- Try it -
List each line of the data that holds the string "CallbackResponse", please.

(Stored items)
━━━━━━
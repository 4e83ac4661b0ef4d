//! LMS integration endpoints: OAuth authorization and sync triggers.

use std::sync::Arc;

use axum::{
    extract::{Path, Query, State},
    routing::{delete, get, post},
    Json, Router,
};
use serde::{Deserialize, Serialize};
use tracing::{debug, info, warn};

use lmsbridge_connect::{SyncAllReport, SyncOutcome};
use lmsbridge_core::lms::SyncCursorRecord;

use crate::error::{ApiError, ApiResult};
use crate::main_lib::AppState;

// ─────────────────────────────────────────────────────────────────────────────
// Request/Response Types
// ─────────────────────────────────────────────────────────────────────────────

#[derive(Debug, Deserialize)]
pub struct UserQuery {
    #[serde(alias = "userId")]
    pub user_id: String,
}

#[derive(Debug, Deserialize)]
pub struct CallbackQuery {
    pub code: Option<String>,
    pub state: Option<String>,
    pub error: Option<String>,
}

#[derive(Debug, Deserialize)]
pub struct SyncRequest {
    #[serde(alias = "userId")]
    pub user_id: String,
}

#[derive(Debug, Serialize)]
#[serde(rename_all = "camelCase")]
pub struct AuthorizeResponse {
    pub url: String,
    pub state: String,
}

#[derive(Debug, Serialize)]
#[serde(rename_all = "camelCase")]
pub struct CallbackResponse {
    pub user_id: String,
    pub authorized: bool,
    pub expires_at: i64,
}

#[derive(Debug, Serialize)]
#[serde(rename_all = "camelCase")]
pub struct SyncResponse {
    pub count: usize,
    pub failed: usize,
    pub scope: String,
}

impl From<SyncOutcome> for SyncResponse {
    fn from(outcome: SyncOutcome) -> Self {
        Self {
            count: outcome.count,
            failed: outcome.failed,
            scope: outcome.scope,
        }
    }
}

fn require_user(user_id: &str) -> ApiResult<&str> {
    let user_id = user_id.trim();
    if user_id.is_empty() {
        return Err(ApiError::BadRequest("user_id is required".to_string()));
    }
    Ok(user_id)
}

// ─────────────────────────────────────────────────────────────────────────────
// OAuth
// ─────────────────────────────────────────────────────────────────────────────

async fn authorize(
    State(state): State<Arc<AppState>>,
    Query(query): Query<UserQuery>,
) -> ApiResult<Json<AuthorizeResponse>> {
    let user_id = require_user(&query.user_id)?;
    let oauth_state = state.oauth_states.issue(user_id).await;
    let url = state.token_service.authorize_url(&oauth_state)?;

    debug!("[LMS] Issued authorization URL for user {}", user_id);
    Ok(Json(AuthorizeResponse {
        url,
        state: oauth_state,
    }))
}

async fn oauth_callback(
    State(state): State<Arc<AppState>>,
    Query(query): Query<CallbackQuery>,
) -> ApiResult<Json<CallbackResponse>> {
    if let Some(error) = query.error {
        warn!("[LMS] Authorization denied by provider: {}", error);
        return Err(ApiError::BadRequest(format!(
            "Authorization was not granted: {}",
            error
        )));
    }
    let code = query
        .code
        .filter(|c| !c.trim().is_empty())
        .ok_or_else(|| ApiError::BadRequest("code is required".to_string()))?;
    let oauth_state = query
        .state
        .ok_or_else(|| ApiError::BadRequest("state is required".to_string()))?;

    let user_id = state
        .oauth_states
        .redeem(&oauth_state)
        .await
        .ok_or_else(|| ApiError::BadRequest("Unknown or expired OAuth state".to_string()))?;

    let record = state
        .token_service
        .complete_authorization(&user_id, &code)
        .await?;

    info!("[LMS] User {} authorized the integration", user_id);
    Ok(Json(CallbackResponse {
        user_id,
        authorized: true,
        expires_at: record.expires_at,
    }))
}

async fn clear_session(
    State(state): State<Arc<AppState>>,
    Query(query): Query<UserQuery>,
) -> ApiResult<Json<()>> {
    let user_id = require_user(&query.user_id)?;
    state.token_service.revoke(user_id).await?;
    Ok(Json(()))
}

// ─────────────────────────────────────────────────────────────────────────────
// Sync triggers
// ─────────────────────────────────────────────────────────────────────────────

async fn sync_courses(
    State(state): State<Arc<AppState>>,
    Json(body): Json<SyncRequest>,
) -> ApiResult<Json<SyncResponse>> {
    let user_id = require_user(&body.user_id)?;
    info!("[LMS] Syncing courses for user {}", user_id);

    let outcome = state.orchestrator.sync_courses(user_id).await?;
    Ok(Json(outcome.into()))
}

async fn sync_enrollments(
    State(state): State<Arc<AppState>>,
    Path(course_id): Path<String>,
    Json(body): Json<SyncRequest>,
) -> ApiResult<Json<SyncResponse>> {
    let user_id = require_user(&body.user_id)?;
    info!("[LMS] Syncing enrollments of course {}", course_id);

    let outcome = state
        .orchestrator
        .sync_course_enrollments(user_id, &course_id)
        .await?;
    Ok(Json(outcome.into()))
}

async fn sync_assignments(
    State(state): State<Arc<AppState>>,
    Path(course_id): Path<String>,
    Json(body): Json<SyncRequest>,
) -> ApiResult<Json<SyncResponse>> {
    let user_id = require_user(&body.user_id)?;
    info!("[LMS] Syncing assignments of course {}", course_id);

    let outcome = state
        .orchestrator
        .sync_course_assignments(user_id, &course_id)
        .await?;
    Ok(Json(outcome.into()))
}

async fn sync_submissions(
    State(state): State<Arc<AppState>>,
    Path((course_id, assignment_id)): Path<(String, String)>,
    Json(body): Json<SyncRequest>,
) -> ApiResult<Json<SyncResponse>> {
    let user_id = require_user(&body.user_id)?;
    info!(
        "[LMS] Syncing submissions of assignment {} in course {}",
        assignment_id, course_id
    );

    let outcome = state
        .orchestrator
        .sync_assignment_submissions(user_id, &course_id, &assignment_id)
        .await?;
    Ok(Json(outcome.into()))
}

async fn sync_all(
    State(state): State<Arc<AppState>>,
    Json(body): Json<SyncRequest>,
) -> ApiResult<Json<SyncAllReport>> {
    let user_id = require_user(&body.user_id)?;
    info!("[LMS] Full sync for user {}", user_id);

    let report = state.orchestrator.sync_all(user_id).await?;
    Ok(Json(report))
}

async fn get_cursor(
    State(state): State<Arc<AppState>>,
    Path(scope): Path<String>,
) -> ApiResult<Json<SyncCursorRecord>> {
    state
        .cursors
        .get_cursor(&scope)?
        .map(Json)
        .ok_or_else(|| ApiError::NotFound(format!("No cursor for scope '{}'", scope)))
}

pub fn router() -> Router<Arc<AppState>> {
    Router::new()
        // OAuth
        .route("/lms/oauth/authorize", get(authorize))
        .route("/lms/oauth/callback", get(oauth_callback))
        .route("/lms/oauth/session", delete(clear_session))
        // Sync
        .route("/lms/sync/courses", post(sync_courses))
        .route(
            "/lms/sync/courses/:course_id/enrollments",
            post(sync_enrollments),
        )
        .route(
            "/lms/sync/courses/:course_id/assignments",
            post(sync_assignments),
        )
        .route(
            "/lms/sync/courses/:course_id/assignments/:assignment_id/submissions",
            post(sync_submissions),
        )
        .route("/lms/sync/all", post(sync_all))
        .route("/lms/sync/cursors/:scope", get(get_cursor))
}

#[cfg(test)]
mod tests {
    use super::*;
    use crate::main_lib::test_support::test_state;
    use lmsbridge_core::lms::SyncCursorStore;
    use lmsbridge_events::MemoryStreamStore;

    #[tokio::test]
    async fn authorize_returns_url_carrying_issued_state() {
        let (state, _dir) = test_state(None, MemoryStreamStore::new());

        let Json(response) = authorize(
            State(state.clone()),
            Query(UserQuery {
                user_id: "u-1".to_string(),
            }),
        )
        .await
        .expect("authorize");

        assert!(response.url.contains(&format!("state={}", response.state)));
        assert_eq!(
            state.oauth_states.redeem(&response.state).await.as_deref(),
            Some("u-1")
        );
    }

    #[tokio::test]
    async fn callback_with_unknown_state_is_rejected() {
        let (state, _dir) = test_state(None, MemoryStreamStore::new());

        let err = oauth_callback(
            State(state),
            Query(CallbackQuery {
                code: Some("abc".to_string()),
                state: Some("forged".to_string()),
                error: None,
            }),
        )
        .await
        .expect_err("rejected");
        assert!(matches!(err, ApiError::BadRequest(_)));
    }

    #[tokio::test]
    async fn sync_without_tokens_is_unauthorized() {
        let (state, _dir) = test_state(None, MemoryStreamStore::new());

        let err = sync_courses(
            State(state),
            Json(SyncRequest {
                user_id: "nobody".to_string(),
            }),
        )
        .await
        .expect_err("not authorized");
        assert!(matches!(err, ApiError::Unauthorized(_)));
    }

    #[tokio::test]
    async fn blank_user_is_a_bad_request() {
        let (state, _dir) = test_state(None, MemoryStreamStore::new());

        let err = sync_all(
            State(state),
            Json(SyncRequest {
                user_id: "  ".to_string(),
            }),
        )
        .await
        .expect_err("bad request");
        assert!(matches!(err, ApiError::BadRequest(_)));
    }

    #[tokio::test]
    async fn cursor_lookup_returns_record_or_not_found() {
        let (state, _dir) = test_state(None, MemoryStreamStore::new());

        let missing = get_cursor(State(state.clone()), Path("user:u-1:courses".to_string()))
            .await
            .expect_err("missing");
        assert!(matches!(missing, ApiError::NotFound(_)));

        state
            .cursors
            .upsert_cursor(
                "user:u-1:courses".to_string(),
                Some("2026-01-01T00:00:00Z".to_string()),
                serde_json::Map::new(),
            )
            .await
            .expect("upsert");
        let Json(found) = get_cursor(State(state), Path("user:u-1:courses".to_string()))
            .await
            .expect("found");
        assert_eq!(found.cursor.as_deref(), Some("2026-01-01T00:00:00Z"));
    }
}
━━━━━━
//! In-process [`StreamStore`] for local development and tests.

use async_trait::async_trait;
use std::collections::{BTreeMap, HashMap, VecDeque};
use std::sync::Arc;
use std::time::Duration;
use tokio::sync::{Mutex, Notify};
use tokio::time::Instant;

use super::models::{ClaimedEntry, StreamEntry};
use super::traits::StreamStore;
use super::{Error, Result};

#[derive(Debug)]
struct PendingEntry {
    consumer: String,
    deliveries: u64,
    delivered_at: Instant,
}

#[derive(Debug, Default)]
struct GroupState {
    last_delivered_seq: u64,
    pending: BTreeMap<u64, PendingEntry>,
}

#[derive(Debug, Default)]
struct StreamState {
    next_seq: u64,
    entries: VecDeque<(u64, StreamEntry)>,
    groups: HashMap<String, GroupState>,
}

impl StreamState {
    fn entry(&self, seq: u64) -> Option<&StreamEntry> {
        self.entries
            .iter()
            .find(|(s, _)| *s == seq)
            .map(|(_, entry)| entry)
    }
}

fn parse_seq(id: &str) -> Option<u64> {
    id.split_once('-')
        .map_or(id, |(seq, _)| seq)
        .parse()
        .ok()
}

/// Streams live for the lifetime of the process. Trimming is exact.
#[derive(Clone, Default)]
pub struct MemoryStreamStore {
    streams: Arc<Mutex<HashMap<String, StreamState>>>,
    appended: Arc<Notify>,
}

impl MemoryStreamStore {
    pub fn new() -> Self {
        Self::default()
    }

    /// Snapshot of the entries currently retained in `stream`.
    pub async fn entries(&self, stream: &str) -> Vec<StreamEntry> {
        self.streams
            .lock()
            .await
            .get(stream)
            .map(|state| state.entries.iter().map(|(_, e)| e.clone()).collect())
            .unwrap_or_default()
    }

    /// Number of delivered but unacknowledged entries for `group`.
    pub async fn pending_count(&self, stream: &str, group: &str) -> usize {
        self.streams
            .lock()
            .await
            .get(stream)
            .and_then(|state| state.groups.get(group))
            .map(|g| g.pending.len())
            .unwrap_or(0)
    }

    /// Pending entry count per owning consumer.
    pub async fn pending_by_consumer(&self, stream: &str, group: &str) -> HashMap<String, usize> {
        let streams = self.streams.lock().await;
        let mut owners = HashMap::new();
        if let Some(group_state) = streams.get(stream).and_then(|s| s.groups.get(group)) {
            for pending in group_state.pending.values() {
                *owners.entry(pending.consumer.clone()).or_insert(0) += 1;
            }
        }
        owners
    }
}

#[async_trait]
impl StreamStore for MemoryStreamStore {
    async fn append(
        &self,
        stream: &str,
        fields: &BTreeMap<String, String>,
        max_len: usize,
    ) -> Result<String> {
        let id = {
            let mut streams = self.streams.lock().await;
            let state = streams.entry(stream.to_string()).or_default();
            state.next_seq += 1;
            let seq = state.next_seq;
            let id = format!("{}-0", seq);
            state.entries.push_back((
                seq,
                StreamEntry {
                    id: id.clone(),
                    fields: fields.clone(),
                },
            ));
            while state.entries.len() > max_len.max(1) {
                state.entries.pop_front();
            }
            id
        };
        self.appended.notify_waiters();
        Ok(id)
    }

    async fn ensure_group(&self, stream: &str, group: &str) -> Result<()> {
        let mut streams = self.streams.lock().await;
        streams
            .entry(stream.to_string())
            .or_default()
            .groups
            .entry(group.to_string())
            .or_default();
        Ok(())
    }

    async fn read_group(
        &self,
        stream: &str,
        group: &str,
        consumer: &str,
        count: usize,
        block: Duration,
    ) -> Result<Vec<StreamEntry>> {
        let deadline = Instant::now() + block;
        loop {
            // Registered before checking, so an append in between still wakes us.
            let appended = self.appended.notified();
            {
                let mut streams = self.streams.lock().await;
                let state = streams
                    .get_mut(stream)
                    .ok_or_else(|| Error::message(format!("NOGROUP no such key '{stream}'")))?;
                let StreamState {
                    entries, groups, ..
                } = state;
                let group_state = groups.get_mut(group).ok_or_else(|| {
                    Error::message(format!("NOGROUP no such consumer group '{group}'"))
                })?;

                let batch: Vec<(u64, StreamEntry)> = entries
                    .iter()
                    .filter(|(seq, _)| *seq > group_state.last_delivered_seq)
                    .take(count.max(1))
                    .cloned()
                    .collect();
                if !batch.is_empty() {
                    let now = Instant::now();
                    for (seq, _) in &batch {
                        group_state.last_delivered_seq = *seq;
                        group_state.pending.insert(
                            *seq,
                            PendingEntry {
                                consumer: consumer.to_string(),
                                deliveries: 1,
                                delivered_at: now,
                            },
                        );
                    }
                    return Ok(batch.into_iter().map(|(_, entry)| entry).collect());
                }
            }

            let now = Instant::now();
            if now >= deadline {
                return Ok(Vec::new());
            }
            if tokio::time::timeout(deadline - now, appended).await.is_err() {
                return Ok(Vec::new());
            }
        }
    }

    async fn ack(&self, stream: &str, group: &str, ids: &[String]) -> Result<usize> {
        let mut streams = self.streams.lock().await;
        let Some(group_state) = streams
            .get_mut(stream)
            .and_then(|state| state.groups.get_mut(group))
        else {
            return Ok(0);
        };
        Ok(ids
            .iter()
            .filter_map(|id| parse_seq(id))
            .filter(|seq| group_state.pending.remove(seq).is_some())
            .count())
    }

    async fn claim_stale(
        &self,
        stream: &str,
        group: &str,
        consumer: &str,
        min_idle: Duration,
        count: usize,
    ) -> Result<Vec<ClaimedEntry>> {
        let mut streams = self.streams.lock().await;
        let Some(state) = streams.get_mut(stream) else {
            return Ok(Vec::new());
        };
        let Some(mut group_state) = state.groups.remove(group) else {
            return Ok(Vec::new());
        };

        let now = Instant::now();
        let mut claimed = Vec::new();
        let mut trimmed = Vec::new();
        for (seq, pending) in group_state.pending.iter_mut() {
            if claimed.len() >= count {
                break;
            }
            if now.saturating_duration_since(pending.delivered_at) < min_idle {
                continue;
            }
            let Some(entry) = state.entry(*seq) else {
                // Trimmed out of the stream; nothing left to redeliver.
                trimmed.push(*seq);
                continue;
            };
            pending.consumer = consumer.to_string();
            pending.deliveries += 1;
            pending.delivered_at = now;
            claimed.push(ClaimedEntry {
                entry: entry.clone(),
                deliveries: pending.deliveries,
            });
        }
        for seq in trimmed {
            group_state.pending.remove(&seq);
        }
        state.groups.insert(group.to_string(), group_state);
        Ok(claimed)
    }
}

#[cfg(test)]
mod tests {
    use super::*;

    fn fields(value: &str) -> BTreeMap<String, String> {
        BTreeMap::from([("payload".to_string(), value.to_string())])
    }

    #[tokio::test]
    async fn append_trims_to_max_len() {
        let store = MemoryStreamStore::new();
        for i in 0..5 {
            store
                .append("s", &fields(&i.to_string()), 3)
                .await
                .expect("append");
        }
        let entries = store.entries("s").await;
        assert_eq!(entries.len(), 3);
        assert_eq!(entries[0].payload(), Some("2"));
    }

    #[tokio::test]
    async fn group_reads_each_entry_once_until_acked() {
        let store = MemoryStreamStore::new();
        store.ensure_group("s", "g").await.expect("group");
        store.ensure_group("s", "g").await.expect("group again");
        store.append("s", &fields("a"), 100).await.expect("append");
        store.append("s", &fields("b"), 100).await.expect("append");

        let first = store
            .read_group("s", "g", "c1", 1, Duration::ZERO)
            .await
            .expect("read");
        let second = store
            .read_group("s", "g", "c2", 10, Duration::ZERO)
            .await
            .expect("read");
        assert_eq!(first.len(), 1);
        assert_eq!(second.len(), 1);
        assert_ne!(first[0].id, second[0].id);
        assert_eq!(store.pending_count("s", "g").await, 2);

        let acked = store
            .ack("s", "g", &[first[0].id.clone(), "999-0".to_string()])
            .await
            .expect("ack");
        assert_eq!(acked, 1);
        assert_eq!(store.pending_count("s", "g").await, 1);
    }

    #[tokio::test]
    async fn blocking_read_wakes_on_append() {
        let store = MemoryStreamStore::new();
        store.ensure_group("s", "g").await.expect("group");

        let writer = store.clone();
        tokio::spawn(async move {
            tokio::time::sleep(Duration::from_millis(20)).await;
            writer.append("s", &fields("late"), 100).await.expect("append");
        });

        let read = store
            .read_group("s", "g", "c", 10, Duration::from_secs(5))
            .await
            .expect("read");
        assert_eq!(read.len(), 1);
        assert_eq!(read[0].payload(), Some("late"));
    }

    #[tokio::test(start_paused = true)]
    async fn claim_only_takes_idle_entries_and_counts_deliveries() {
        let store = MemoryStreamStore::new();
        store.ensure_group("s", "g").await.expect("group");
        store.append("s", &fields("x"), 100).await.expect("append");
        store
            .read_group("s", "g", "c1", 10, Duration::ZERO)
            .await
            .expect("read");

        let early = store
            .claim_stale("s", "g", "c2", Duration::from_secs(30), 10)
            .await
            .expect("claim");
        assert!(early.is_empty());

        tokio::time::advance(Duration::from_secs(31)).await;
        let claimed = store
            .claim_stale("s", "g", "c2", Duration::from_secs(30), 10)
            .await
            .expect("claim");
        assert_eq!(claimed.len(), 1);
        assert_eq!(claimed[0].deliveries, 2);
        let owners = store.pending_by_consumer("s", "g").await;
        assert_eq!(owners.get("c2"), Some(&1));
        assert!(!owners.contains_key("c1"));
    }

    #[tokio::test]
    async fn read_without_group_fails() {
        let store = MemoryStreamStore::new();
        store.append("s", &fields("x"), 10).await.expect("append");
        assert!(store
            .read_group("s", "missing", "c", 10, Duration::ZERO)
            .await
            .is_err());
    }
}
━━━━━━
- Response area -
pub struct CallbackResponse {
) -> ApiResult<Json<CallbackResponse>> {
    Ok(Json(CallbackResponse {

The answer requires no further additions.